- [To do]:
Line by line, transcribe the records exactly.
● ● ● ●
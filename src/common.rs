pub type PageId = u32;
pub type SlotId = u16;

/// Record identifier: the page a tuple lives on and its slot within that
/// page. Stable for the lifetime of the slot; deletion tombstones the slot
/// instead of reclaiming it.
pub type Rid = (PageId, SlotId);

pub const PAGE_SIZE: usize = 4096;
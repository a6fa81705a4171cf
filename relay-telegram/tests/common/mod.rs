#![allow(dead_code)]

pub mod mock_bot;
pub mod offline_gateway;

use chrono::Utc;
use mock_bot::{EditRecord, MockBot};
use offline_gateway::OfflineGateway;
use relay_core::{HandlerResponse, InboundMessage, UserId};
use relay_driver::DriverConfig;
use relay_telegram::{build_handler_chain, AppComponents, HandlerChain};
use std::sync::Arc;
use storage::{JobRepository, SettingsRepository, SqlitePoolManager};
use tokio::sync::mpsc;

/// Listed in SUDO_USERS for every harness.
pub const SUDO: UserId = 1;

pub struct Harness {
    pub components: AppComponents,
    pub chain: HandlerChain,
    pub bot: Arc<MockBot>,
    pub edits: mpsc::UnboundedReceiver<EditRecord>,
    _dir: tempfile::TempDir,
}

pub async fn harness() -> Harness {
    let pool = SqlitePoolManager::new("sqlite::memory:")
        .await
        .expect("Failed to create pool");
    let settings = Arc::new(SettingsRepository::from_pool(pool.clone()));
    let jobs = Arc::new(JobRepository::from_pool(pool));
    let (bot, edits) = MockBot::with_receiver();
    let dir = tempfile::tempdir().unwrap();
    let driver = DriverConfig {
        download_dir: dir.path().to_path_buf(),
        ..DriverConfig::default()
    };

    let components = AppComponents::from_parts(
        settings,
        jobs,
        Arc::new(OfflineGateway),
        bot.clone(),
        vec![SUDO],
        driver,
    );
    let chain = build_handler_chain(&components);
    Harness {
        components,
        chain,
        bot,
        edits,
        _dir: dir,
    }
}

pub fn message(user_id: UserId, text: &str) -> InboundMessage {
    InboundMessage {
        id: "1".to_string(),
        user_id,
        username: Some(format!("user{}", user_id)),
        first_name: Some(format!("User {}", user_id)),
        chat_id: user_id,
        text: text.to_string(),
        created_at: Utc::now(),
    }
}

impl Harness {
    /// Runs `text` from `user_id` through the chain and returns the reply, if any.
    pub async fn say(&self, user_id: UserId, text: &str) -> Option<String> {
        match self.chain.handle(&message(user_id, text)).await.unwrap() {
            HandlerResponse::Reply(reply) => Some(reply),
            _ => None,
        }
    }

    /// Like [`Harness::say`] but the reply is required.
    pub async fn reply(&self, user_id: UserId, text: &str) -> String {
        self.say(user_id, text)
            .await
            .unwrap_or_else(|| panic!("expected a reply to {:?}", text))
    }

    /// Stores a complete setup for `user_id` directly in the repository.
    pub async fn configure(&self, user_id: UserId) {
        use storage::SettingField;
        let settings = &self.components.settings;
        settings.upsert_user(user_id, None, None).await.unwrap();
        settings
            .set_field(user_id, SettingField::Token, "eyJ0eXAiOiJKV1QiLCJhbGciOi.payload")
            .await
            .unwrap();
        settings
            .set_field(user_id, SettingField::UploaderCommand, "/Mahi")
            .await
            .unwrap();
        settings
            .set_field(user_id, SettingField::Credit, "@relay")
            .await
            .unwrap();
        settings.add_batch(user_id, "Arjuna JEE").await.unwrap();
        settings.add_batch(user_id, "Lakshya NEET").await.unwrap();
        settings.add_channel(user_id, "-100111", "Main").await.unwrap();
    }

    /// Waits for the status board's final report (a message starting with ✅ or ❌).
    pub async fn final_edit(&mut self) -> EditRecord {
        let deadline = std::time::Duration::from_secs(10);
        tokio::time::timeout(deadline, async {
            loop {
                let edit = self.edits.recv().await.expect("edit channel closed");
                if edit.text.starts_with('✅') || edit.text.starts_with('❌') {
                    return edit;
                }
            }
        })
        .await
        .expect("no final status edit")
    }
}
● ● ● ●
- [Solution for this exercise]:
filename src/common.rs
pub type PageId = u32;
pub type SlotId = u16;

/// Record identifier: the page a tuple lives on and its slot within that
/// page. Stable for the lifetime of the slot; deletion tombstones the slot
/// instead of reclaiming it.
pub type Rid = (PageId, SlotId);

pub const PAGE_SIZE: usize = 4096;
repository a6fa81705a4171cf
filename relay-telegram/tests/common/mod.rs
#![allow(dead_code)]

pub mod mock_bot;
pub mod offline_gateway;

use chrono::Utc;
use mock_bot::{EditRecord, MockBot};
use offline_gateway::OfflineGateway;
use relay_core::{HandlerResponse, InboundMessage, UserId};
use relay_driver::DriverConfig;
use relay_telegram::{build_handler_chain, AppComponents, HandlerChain};
use std::sync::Arc;
use storage::{JobRepository, SettingsRepository, SqlitePoolManager};
use tokio::sync::mpsc;

/// Listed in SUDO_USERS for every harness.
pub const SUDO: UserId = 1;

pub struct Harness {
    pub components: AppComponents,
    pub chain: HandlerChain,
    pub bot: Arc<MockBot>,
    pub edits: mpsc::UnboundedReceiver<EditRecord>,
    _dir: tempfile::TempDir,
}

pub async fn harness() -> Harness {
    let pool = SqlitePoolManager::new("sqlite::memory:")
        .await
        .expect("Failed to create pool");
    let settings = Arc::new(SettingsRepository::from_pool(pool.clone()));
    let jobs = Arc::new(JobRepository::from_pool(pool));
    let (bot, edits) = MockBot::with_receiver();
    let dir = tempfile::tempdir().unwrap();
    let driver = DriverConfig {
        download_dir: dir.path().to_path_buf(),
        ..DriverConfig::default()
    };

    let components = AppComponents::from_parts(
        settings,
        jobs,
        Arc::new(OfflineGateway),
        bot.clone(),
        vec![SUDO],
        driver,
    );
    let chain = build_handler_chain(&components);
    Harness {
        components,
        chain,
        bot,
        edits,
        _dir: dir,
    }
}

pub fn message(user_id: UserId, text: &str) -> InboundMessage {
    InboundMessage {
        id: "1".to_string(),
        user_id,
        username: Some(format!("user{}", user_id)),
        first_name: Some(format!("User {}", user_id)),
        chat_id: user_id,
        text: text.to_string(),
        created_at: Utc::now(),
    }
}

impl Harness {
    /// Runs `text` from `user_id` through the chain and returns the reply, if any.
    pub async fn say(&self, user_id: UserId, text: &str) -> Option<String> {
        match self.chain.handle(&message(user_id, text)).await.unwrap() {
            HandlerResponse::Reply(reply) => Some(reply),
            _ => None,
        }
    }

    /// Like [`Harness::say`] but the reply is required.
    pub async fn reply(&self, user_id: UserId, text: &str) -> String {
        self.say(user_id, text)
            .await
            .unwrap_or_else(|| panic!("expected a reply to {:?}", text))
    }

    /// Stores a complete setup for `user_id` directly in the repository.
    pub async fn configure(&self, user_id: UserId) {
        use storage::SettingField;
        let settings = &self.components.settings;
        settings.upsert_user(user_id, None, None).await.unwrap();
        settings
            .set_field(user_id, SettingField::Token, "eyJ0eXAiOiJKV1QiLCJhbGciOi.payload")
            .await
            .unwrap();
        settings
            .set_field(user_id, SettingField::UploaderCommand, "/Mahi")
            .await
            .unwrap();
        settings
            .set_field(user_id, SettingField::Credit, "@relay")
            .await
            .unwrap();
        settings.add_batch(user_id, "Arjuna JEE").await.unwrap();
        settings.add_batch(user_id, "Lakshya NEET").await.unwrap();
        settings.add_channel(user_id, "-100111", "Main").await.unwrap();
    }

    /// Waits for the status board's final report (a message starting with ✅ or ❌).
    pub async fn final_edit(&mut self) -> EditRecord {
        let deadline = std::time::Duration::from_secs(10);
        tokio::time::timeout(deadline, async {
            loop {
                let edit = self.edits.recv().await.expect("edit channel closed");
                if edit.text.starts_with('✅') || edit.text.starts_with('❌') {
                    return edit;
                }
            }
        })
        .await
        .expect("no final status edit")
    }
}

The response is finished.